Conclusion and importance
This case highlights the importance of utilizing Fast Imaging Employing Steady-state Acquisition (FIESTA) for the diagnosis of oculomotor nerve palsy presenting with evidence of aberrant reinnervation.
Keywords: Neuro-ophthalmology, MRI, Ocular motility, Aberrant reinnervation
1. Introduction
Aberrant reinnervation of the oculomotor nerve can be the sole presentation of neurovascular compression, especially in a patient without a history of trauma. We report a case of neurovascular compression in a patient presenting with ophthalmic evidence of aberrant reinnervation secondary to a prominent superior cerebellar artery.
2. Case report
A 68-year-old woman presented to our clinic with a two-year history of diplopia and ptosis of the right upper eyelid. She denied any prior trauma, hypertension, or diabetes, but had a history of Hashimoto's thyroiditis and took synthroid. She also had a history of minimally atypical smooth muscle tumor of the uterus and had undergone total abdominal hysterectomy six years prior. She denied having any localized pain, headaches, vision loss, balance issues, weakness, facial spasms, or dysesthesia. An MRI scan of the brain and orbits performed 18 months prior at an outside facility was reportedly normal.
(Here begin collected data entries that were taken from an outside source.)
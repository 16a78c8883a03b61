use crate::backend::BrokerBackend;
use crate::connection_settings::ConnectionSettings;
use crate::error::{BrowseError, BrowseResult};
use std::sync::Arc;
use tokio::sync::watch;
use tracing::{debug, info, warn};

/// Lifecycle of the shared broker connection as seen by callers.
#[derive(Debug, Clone, PartialEq, Eq)]
pub enum ConnectionState {
    Disconnected,
    Connecting,
    Connected,
    Failed(BrowseError),
}

enum Slot<C> {
    Disconnected,
    Connecting,
    Connected(Arc<C>),
    Failed(BrowseError),
}

impl<C> Slot<C> {
    fn state(&self) -> ConnectionState {
        match self {
            Slot::Disconnected => ConnectionState::Disconnected,
            Slot::Connecting => ConnectionState::Connecting,
            Slot::Connected(_) => ConnectionState::Connected,
            Slot::Failed(e) => ConnectionState::Failed(e.clone()),
        }
    }
}

/// The single connection to a broker cluster.
///
/// Catalog and tailer borrow the client through [`BrokerConnection::client`] and never dial
/// themselves. Concurrent [`BrokerConnection::connect`] calls share one dial: the first caller
/// drives it, the others wait for its outcome.
pub struct BrokerConnection<B: BrokerBackend> {
    backend: B,
    settings: ConnectionSettings,
    slot: watch::Sender<Slot<B::Client>>,
}

impl<B: BrokerBackend> BrokerConnection<B> {
    pub fn new(backend: B, settings: ConnectionSettings) -> Self {
        let (slot, _) = watch::channel(Slot::Disconnected);

        Self {
            backend,
            settings,
            slot,
        }
    }

    pub fn settings(&self) -> &ConnectionSettings {
        &self.settings
    }

    /// Current state. Never dials.
    pub fn status(&self) -> ConnectionState {
        self.slot.borrow().state()
    }

    pub fn client(&self) -> BrowseResult<Arc<B::Client>> {
        match &*self.slot.borrow() {
            Slot::Connected(client) => Ok(client.clone()),
            _ => Err(BrowseError::NotConnected),
        }
    }

    #[tracing::instrument(skip_all)]
    pub async fn connect(&self) -> BrowseResult<ConnectionState> {
        loop {
            let mut receiver = self.slot.subscribe();

            let mut drive = false;
            self.slot.send_if_modified(|slot| match slot {
                Slot::Connected(_) | Slot::Connecting => false,
                Slot::Disconnected | Slot::Failed(_) => {
                    *slot = Slot::Connecting;
                    drive = true;
                    true
                }
            });

            if drive {
                return self.dial().await;
            }

            let outcome = receiver
                .wait_for(|slot| !matches!(slot, Slot::Connecting))
                .await
                .map(|slot| slot.state())
                .map_err(|_| BrowseError::NotConnected)?;

            match outcome {
                ConnectionState::Connected => return Ok(outcome),
                ConnectionState::Failed(e) => return Err(e),
                _ => debug!("In-flight dial was abandoned, dialing again"),
            }
        }
    }

    /// Drops the shared client. A dial in progress is left alone.
    pub fn disconnect(&self) {
        let disconnected = self.slot.send_if_modified(|slot| match slot {
            Slot::Connecting | Slot::Disconnected => false,
            Slot::Connected(_) | Slot::Failed(_) => {
                *slot = Slot::Disconnected;
                true
            }
        });

        if disconnected {
            info!("Disconnected from {}", self.settings.bootstrap_servers());
        }
    }

    async fn dial(&self) -> BrowseResult<ConnectionState> {
        let guard = AbandonedDialGuard {
            slot: &self.slot,
            armed: true,
        };

        let result = match self.settings.validate() {
            Ok(()) => {
                let timeout = self.settings.timeouts.connect();
                tokio::time::timeout(timeout, self.backend.dial(&self.settings))
                    .await
                    .unwrap_or_else(|_| Err(BrowseError::timeout("connecting", timeout)))
            }
            Err(e) => Err(e),
        };
        guard.disarm();

        match result {
            Ok(client) => {
                info!("Connected to {}", self.settings.bootstrap_servers());
                self.slot.send_replace(Slot::Connected(Arc::new(client)));
                Ok(ConnectionState::Connected)
            }
            Err(e) => {
                warn!(
                    "Connecting to {} failed: {}",
                    self.settings.bootstrap_servers(),
                    e
                );
                self.slot.send_replace(Slot::Failed(e.clone()));
                Err(e)
            }
        }
    }
}

/// Resets a dial whose future was dropped, so waiters don't wait for it forever.
struct AbandonedDialGuard<'a, C> {
    slot: &'a watch::Sender<Slot<C>>,
    armed: bool,
}

impl<C> AbandonedDialGuard<'_, C> {
    fn disarm(mut self) {
        self.armed = false;
    }
}

impl<C> Drop for AbandonedDialGuard<'_, C> {
    fn drop(&mut self) {
        if self.armed {
            warn!("Dial was cancelled before completing");
            self.slot.send_replace(Slot::Disconnected);
        }
    }
}
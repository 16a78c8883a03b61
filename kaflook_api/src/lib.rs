pub mod api;
pub mod app_config;
pub mod error;
pub mod startup;
pub mod time_util;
Her examination revealed uncorrected visual acuities of 20/20 OD and 20/25 OS. Ptosis was present on the right side, marginal reflex distance-1 (MRD-1) was 0 mm on the right and 4 mm on the left. The levator function was 17 mm bilaterally. The pupils were 4 mm on the right and 2 mm on the left and the right pupil showed minimal reactivity to light or accommodative effort but no afferent defect. The right pupil diameter remained unchanged under bright and dim light. There were 35 prism diopters (PD) of exotropia in primary gaze, 60 PD in left gaze, and 5 PD of right gaze. As well, a 6 PD of right hypotropia in primary gaze, 10 PD in right gaze, and 4PD in left gaze (Fig. 1). Elevation of the right eye was limited more than depression, and adduction was markedly reduced. The right upper eyelid was noted to elevate on attempted adduction of the right eye (Fig. 1). The ductions of the left eye were normal. There was no evidence of blepharospasm or hemifacial spasm. Anterior segment and funduscopic examination were unremarkable bilaterally except for mild incyclotorsion of the right fundus.
Fig. 1.
Composite photos showing primary, right, and left gazes. The ptosis of the right upper eyelid is greatly reduced in left gaze, consistent with aberrant reinnervation of the right levator muscle from fibers intended for the right medial rectus.
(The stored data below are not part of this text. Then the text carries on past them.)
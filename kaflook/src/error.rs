use thiserror::Error;

/// Failure of a browsing operation.
///
/// Errors are values, not handles: they are cloned into [`crate::connection::ConnectionState`]
/// and handed to every caller that awaited the same dial.
#[derive(Debug, Error, Clone, PartialEq, Eq)]
pub enum BrowseError {
    /// Bad input. Never retried.
    #[error("configuration error: {0}")]
    Configuration(String),
    /// The shared connection isn't established.
    #[error("not connected to the broker cluster")]
    NotConnected,
    /// A broker call exceeded its bounded wait.
    #[error("timed out after {timeout_ms} ms while {operation}")]
    Timeout {
        operation: &'static str,
        timeout_ms: u128,
    },
    /// Failure reported by the broker, kept verbatim.
    #[error("broker error: {0}")]
    Upstream(String),
    #[error("operation was cancelled")]
    Cancelled,
}

impl BrowseError {
    pub fn timeout(operation: &'static str, timeout: std::time::Duration) -> Self {
        BrowseError::Timeout {
            operation,
            timeout_ms: timeout.as_millis(),
        }
    }

    pub fn upstream(error: impl std::fmt::Display) -> Self {
        BrowseError::Upstream(error.to_string())
    }

    /// Whether the facade should try to reconnect before giving up.
    pub fn is_not_connected(&self) -> bool {
        matches!(self, BrowseError::NotConnected)
    }
}

impl From<rdkafka::error::KafkaError> for BrowseError {
    fn from(value: rdkafka::error::KafkaError) -> Self {
        BrowseError::Upstream(value.to_string())
    }
}

pub type BrowseResult<T> = Result<T, BrowseError>;
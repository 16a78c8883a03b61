use base64::prelude::BASE64_STANDARD;
use base64::Engine;
use serde::Deserialize;

/// How a payload is turned into text for display.
#[derive(Debug, Clone, Copy, Default, PartialEq, Eq, Deserialize)]
#[serde(rename_all = "snake_case")]
pub enum Format {
    String,
    Hex,
    Base64,
    /// Pretty JSON when the payload parses as JSON, lossy text otherwise.
    #[default]
    PrettyJson,
}

pub fn bytes_to_string(bytes: &[u8], format: Format) -> String {
    match format {
        Format::String => String::from_utf8_lossy(bytes).to_string(),
        Format::Hex => bytes.iter().map(|b| format!("{b:02X}")).collect(),
        Format::Base64 => BASE64_STANDARD.encode(bytes),
        Format::PrettyJson => match serde_json::from_slice::<serde_json::Value>(bytes) {
            Ok(value) if value.is_object() || value.is_array() => serde_json::to_string_pretty(&value)
                .unwrap_or_else(|_| String::from_utf8_lossy(bytes).to_string()),
            _ => String::from_utf8_lossy(bytes).to_string(),
        },
    }
}

#[cfg(test)]
mod tests {
    use super::*;

    #[test]
    fn pretty_prints_json_objects() {
        let rendered = bytes_to_string(br#"{"id":"msg_1","value":2}"#, Format::PrettyJson);

        assert_eq!(rendered, "{\n  \"id\": \"msg_1\",\n  \"value\": 2\n}");
    }

    #[test]
    fn pretty_json_keeps_payload_key_order() {
        let rendered = bytes_to_string(br#"{"zeta":1,"alpha":{"b":2,"a":3}}"#, Format::PrettyJson);

        assert_eq!(
            rendered,
            "{\n  \"zeta\": 1,\n  \"alpha\": {\n    \"b\": 2,\n    \"a\": 3\n  }\n}"
        );
    }

    #[test]
    fn plain_text_passes_through() {
        let rendered = bytes_to_string(b"Simple message 1", Format::PrettyJson);

        assert_eq!(rendered, "Simple message 1");
    }

    #[test]
    fn scalar_json_is_left_as_text() {
        assert_eq!(bytes_to_string(b"42", Format::PrettyJson), "42");
    }

    #[test]
    fn hex_and_base64() {
        assert_eq!(bytes_to_string(&[0x0A, 0xFF], Format::Hex), "0AFF");
        assert_eq!(bytes_to_string(b"kaf", Format::Base64), "a2Fm");
    }
}
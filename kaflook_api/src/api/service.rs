use crate::api::converters::{
    connection_state_to_proto_response, environments_to_proto_response,
    messages_to_proto_response, proto_get_messages_to_internal, topics_to_proto_response,
    MessageLimits,
};
use crate::api::proto;
use crate::app_config::EnvironmentConfig;
use crate::error::ApplicationError;
use kaflook::backend::BrokerBackend;
use kaflook::facade::BrowserFacade;
use std::sync::Arc;
use tokio_util::sync::CancellationToken;
use tonic::{Request, Response, Status};
use tracing::debug;

pub struct KaflookService<B: BrokerBackend> {
    facade: Arc<BrowserFacade<B>>,
    environments: Vec<EnvironmentConfig>,
    limits: MessageLimits,
}

impl<B: BrokerBackend> KaflookService<B> {
    pub fn new(
        facade: Arc<BrowserFacade<B>>,
        environments: Vec<EnvironmentConfig>,
        limits: MessageLimits,
    ) -> Self {
        Self {
            facade,
            environments,
            limits,
        }
    }
}

#[tonic::async_trait]
impl<B: BrokerBackend> proto::kaflook_server::Kaflook for KaflookService<B> {
    async fn get_connection_status(
        &self,
        _request: Request<proto::GetConnectionStatusRequest>,
    ) -> Result<Response<proto::GetConnectionStatusResponse>, Status> {
        let state = self.facade.get_connection_status().await;
        debug!("Connection state: {:?}", state);

        Ok(Response::new(connection_state_to_proto_response(state)))
    }

    async fn list_environments(
        &self,
        _request: Request<proto::ListEnvironmentsRequest>,
    ) -> Result<Response<proto::ListEnvironmentsResponse>, Status> {
        Ok(Response::new(environments_to_proto_response(
            &self.environments,
        )))
    }

    async fn get_topics(
        &self,
        request: Request<proto::GetTopicsRequest>,
    ) -> Result<Response<proto::GetTopicsResponse>, Status> {
        debug!("New request: {:?}", request);
        let request = request.into_inner();

        let topics = self
            .facade
            .get_topics(&request.environment)
            .await
            .map_err(ApplicationError::from)?;

        Ok(Response::new(topics_to_proto_response(topics)))
    }

    async fn get_messages(
        &self,
        request: Request<proto::GetMessagesRequest>,
    ) -> Result<Response<proto::GetMessagesResponse>, Status> {
        debug!("New request: {:?}", request);

        let query = proto_get_messages_to_internal(request.into_inner(), &self.limits)
            .map_err(ApplicationError::InvalidArgument)?;
        debug!("Mapped request: {:?}", query);

        // a client that goes away drops this future and the guard with it
        let cancellation_token = CancellationToken::new();
        let _guard = cancellation_token.clone().drop_guard();

        let messages = self
            .facade
            .get_messages_for(query.query, cancellation_token)
            .await
            .map_err(ApplicationError::from)?;

        Ok(Response::new(messages_to_proto_response(
            messages,
            query.format,
        )))
    }
}
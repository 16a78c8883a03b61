mod handler;
mod models;

pub use handler::*;
pub use models::*;
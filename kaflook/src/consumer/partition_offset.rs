use getset::CopyGetters;

/// Position of a message inside its topic.
#[derive(Debug, CopyGetters, Copy, Clone, PartialEq, Eq, Hash)]
#[getset(get_copy = "pub")]
pub struct PartitionOffset {
    partition: i32,
    offset: i64,
}

impl PartitionOffset {
    pub fn new(partition: i32, offset: i64) -> PartitionOffset {
        Self { offset, partition }
    }
}
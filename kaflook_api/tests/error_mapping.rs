extern crate kaflook_api;

use kaflook::error::BrowseError;
use kaflook_api::error::ApplicationError;
use std::time::Duration;
use tonic::{Code, Status};

fn code(error: BrowseError) -> Code {
    Status::from(ApplicationError::from(error)).code()
}

#[test]
fn browse_errors_map_to_grpc_codes() {
    assert_eq!(
        code(BrowseError::Configuration("no brokers".to_owned())),
        Code::InvalidArgument
    );
    assert_eq!(code(BrowseError::NotConnected), Code::Unavailable);
    assert_eq!(
        code(BrowseError::timeout("listing topics", Duration::from_secs(5))),
        Code::DeadlineExceeded
    );
    assert_eq!(code(BrowseError::upstream("boom")), Code::Internal);
    assert_eq!(code(BrowseError::Cancelled), Code::Cancelled);
}

#[test]
fn invalid_argument_keeps_message() {
    let status = Status::from(ApplicationError::InvalidArgument(anyhow::anyhow!(
        "Count 1000 exceeds the maximum of 500"
    )));

    assert_eq!(status.code(), Code::InvalidArgument);
    assert_eq!(status.message(), "Count 1000 exceeds the maximum of 500");
}
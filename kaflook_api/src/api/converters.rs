mod get_connection_status;
mod get_messages;
mod get_topics;
mod list_environments;

pub use get_connection_status::*;
pub use get_messages::*;
pub use get_topics::*;
pub use list_environments::*;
Repeat MRI scanning with and without contrast was performed, including Fast Imaging Employing Steady-state Acquisition (FIESTA), and showed no evidence of tumor or aneurysm. However, the right oculomotor nerve, normal in caliber as it emerged from the brainstem, appeared atrophic after passing by a prominent right superior cerebellar artery (Fig. 2). The atrophy was particularly apparent when comparing the dimensions of the right and left oculomotor nerves as they entered the cavernous sinus (Fig. 3). There was no radiological evidence of compression of other cranial nerves. Consultation with neurosurgery was requested and it was felt that surgical intervention to reduce neurovascular impingement would likely cause further injury to the nerve with little potential for improving its function.
Fig. 2.
A reformatted sagittal image of a steady-state gradient echo sequence demonstrates the right CN III before (double line arrow) and after (solid arrow) contacting the superior cerebellar artery (dotted arrow)..
Fig. 3.
An axial image of a steady-state gradient echo sequence demonstrates the right CN III nerve is atrophic (solid arrow) distal to the neurovascular contact compared to the left CN III (dotted arrow).
3. Discussion
Neurovascular compression is a rare and easily overlooked cause of oculomotor nerve palsy. In the absence of trauma, this finding strongly suggests a chronic compressive lesion rather than an ischemic, demyelinating, inflammatory, or infectious etiology. The acquisition of high-resolution MRI images from a balanced steady state gradient echo sequence was particularly helpful to make the diagnosis.1,2 Vendor-specific names for these sequences include FIESTA (Fast Imaging Employing Steady-state Acquisition) by General Electric, CISS (Constructive Interference Steady State) by Siemens, and balanced-FFE (Fast Field Echo) by Philips.1 This mode of imaging is especially sensitive for visualizing the cranial nerves due to high contrast resolution between the cerebrospinal fluid (CSF) cisterns and nerves.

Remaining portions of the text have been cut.